Manga-ka: Atsushi Ohkubo
Publisher: Yen Press
Rating: Older Teen (16+)
Released: October 2008
Synopsis: “… When Mana meets Shotaro on her travels, she expects nothing but trouble from the childish, ignorant boy—until he takes off into the sky like a bird. Mana may be impressed, but dokeshi are viewed as freaks by most of the population. And with the governor missing, all dokeshi are under suspicion. Ever-optimistic Shotaro refuses to be discouraged and journeys on with Mana in the name of Justice!”
B. Ichi is the kind of book that you really need to read the whole way through before you can start forming any real opinions on it. Though the same should obviously be said about any book, it’s a test of patience and hopeful reward when you begin reading and the thought of surviving to the end seems difficult. When the story begins, all I really saw was the wonky, uneven art style, erratic pacing and comedicly unbelievable characters. But when I finished, well, it still had all those things, though all of it combined, it really wasn’t too bad.
Taking place in a skewed version of Tokyo, Japan, B. Ichi is the story of a world with beings called dokeshi: people who have unique abilities in exchange for upholding one condition every day. One such dokeshi is Shotara, one of the story’s leads. By biting onto bones of dead animals, he’s able to channel that animal’s ability, be it flight of a bird or a dog’s sense of smell. In exchange for this ability, he must perform one good deed a day.
In this first volume, Shotara befriends a girl named Mana who is new to the city. While Shotara’s a flaky, impulsive boy with no attention span, she’s a pretty nice girl with a need to attain gratitude and commendations from anyone she can. Together the two end up saving a politician from some dastardly dokeshi up to no good while readers are given the opportunity to get caught up on the world, its oddities and its general distrust towards dokeshi. This point in the book suffered from some horribly stiff monologing, just for the sake of filling in readers, that of course seemed very out of place coming from a character’s mouth. He felt the need to explain his entire plot and powers to people who already knew… because?

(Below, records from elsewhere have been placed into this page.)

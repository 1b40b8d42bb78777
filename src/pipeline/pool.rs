//! Fixed-size worker pool over a Mutex/Condvar work queue.
//!
//! An optional queue bound turns the pool lossy: submissions past the bound
//! return `false` immediately instead of blocking the producer. Shutdown is
//! non-accepting; jobs already queued or running are allowed to finish.

use std::collections::VecDeque;
use std::sync::atomic::{AtomicBool, AtomicU64, Ordering};
use std::sync::{Arc, Condvar, Mutex};

type Job = Box<dyn FnOnce() + Send + 'static>;

struct PoolInner {
    queue: Mutex<VecDeque<Job>>,
    signal: Condvar,
    shutdown: AtomicBool,
    capacity: Option<usize>,
    dropped: AtomicU64,
}

#[derive(Clone)]
pub struct WorkerPool {
    inner: Arc<PoolInner>,
}

impl WorkerPool {
    pub fn new(name: &str, threads: usize, capacity: Option<usize>) -> Self {
        let inner = Arc::new(PoolInner {
            queue: Mutex::new(VecDeque::new()),
            signal: Condvar::new(),
            shutdown: AtomicBool::new(false),
            capacity,
            dropped: AtomicU64::new(0),
        });

        for i in 0..threads {
            let inner = inner.clone();
            std::thread::Builder::new()
                .name(format!("{}-worker-{}", name, i))
                .spawn(move || worker_loop(inner))
                .expect("failed to spawn worker thread");
        }

        Self { inner }
    }

    /// Queue a job. Returns `false` without blocking when the pool is
    /// shutting down or the bounded queue is full.
    pub fn submit<F>(&self, job: F) -> bool
    where
        F: FnOnce() + Send + 'static,
    {
        if self.inner.shutdown.load(Ordering::Relaxed) {
            return false;
        }
        {
            let mut queue = self.inner.queue.lock().unwrap();
            if let Some(capacity) = self.inner.capacity {
                if queue.len() >= capacity {
                    self.inner.dropped.fetch_add(1, Ordering::Relaxed);
                    return false;
                }
            }
            queue.push_back(Box::new(job));
        }
        self.inner.signal.notify_one();
        true
    }

    pub fn depth(&self) -> usize {
        self.inner.queue.lock().unwrap().len()
    }

    pub fn dropped(&self) -> u64 {
        self.inner.dropped.load(Ordering::Relaxed)
    }

    /// Stop accepting work. In-flight jobs run to completion.
    pub fn shutdown(&self) {
        self.inner.shutdown.store(true, Ordering::SeqCst);
        self.inner.signal.notify_all();
    }
}

fn worker_loop(inner: Arc<PoolInner>) {
    loop {
        let job = {
            let mut queue = inner.queue.lock().unwrap();
            loop {
                if let Some(job) = queue.pop_front() {
                    break job;
                }
                if inner.shutdown.load(Ordering::Relaxed) {
                    return;
                }
                queue = inner.signal.wait(queue).unwrap();
            }
        };
        job();
    }
}

#[cfg(test)]
mod tests {
    use super::*;
    use std::sync::atomic::AtomicUsize;
    use std::time::Duration;

    #[test]
    fn runs_submitted_jobs() {
        let pool = WorkerPool::new("test", 2, None);
        let counter = Arc::new(AtomicUsize::new(0));
        for _ in 0..10 {
            let counter = counter.clone();
            assert!(pool.submit(move || {
                counter.fetch_add(1, Ordering::SeqCst);
            }));
        }
        let deadline = std::time::Instant::now() + Duration::from_secs(2);
        while counter.load(Ordering::SeqCst) < 10 && std::time::Instant::now() < deadline {
            std::thread::sleep(Duration::from_millis(10));
        }
        assert_eq!(counter.load(Ordering::SeqCst), 10);
    }

    #[test]
    fn bounded_pool_drops_instead_of_blocking() {
        let pool = WorkerPool::new("test", 1, Some(2));
        let gate = Arc::new((Mutex::new(false), Condvar::new()));

        // Occupy the single worker
        {
            let gate = gate.clone();
            pool.submit(move || {
                let (lock, cvar) = &*gate;
                let mut open = lock.lock().unwrap();
                while !*open {
                    open = cvar.wait(open).unwrap();
                }
            });
        }
        std::thread::sleep(Duration::from_millis(50));

        // Two fit in the queue, the rest are dropped immediately
        let mut accepted = 0;
        let start = std::time::Instant::now();
        for _ in 0..10 {
            if pool.submit(|| {}) {
                accepted += 1;
            }
        }
        assert!(start.elapsed() < Duration::from_millis(100), "submit must not block");
        assert_eq!(accepted, 2);
        assert_eq!(pool.dropped(), 8);

        let (lock, cvar) = &*gate;
        *lock.lock().unwrap() = true;
        cvar.notify_all();
    }

    #[test]
    fn shutdown_rejects_new_work() {
        let pool = WorkerPool::new("test", 1, None);
        pool.shutdown();
        assert!(!pool.submit(|| {}));
    }
}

The whole story has a pretty tripped out feel to it, be it characters who’re completely off the wall or rules about the city that’re just plain weird, like stepping on the coloured bar of a crosswalk means you need to play a penalty game and bullets with faces on them. This part of the story may turn off some readers, as it almost did me, but it certainly gives it a very particular feeling, one that reminded me a bit of One Piece and, even more so, the recently popular, Soul Eater. Then of course I realize it’s done by the same guy who created Soul Eater so that explains that I suppose.
The art lends itself to the strangeness of the story. It’s pretty lopsided, with inconsistently drawn characters, a sense of facial anatomy that makes some of the funniest-faced manga characters look human and occasionally a panel that’s near impossible to follow. But, while it may not be my taste in art visually, I can’t deny that it works very well in telling the story and the two aspects of story and art compliment each other very well to the point that I was able to get past my dislike for the art itself very easily.
By the end of the book, a few new characters have been introduced and Shotara and Mana are now on the road together to find an old friend of Shotara’s named Emine. While I had my inhibitions about it at first, and I still wouldn’t go about exactly singing its praises, this first volume of B. Ichi still made for a pretty entertaining read. It’s high-energy, full of wacky situations and has enough plot to keep readers looking around future corners with some anticipation. As for me, I’m actually kind of looking forward to volume two of B. Ichi despite my qualms with it; a prime example of the whole being greater than the sum of its parts.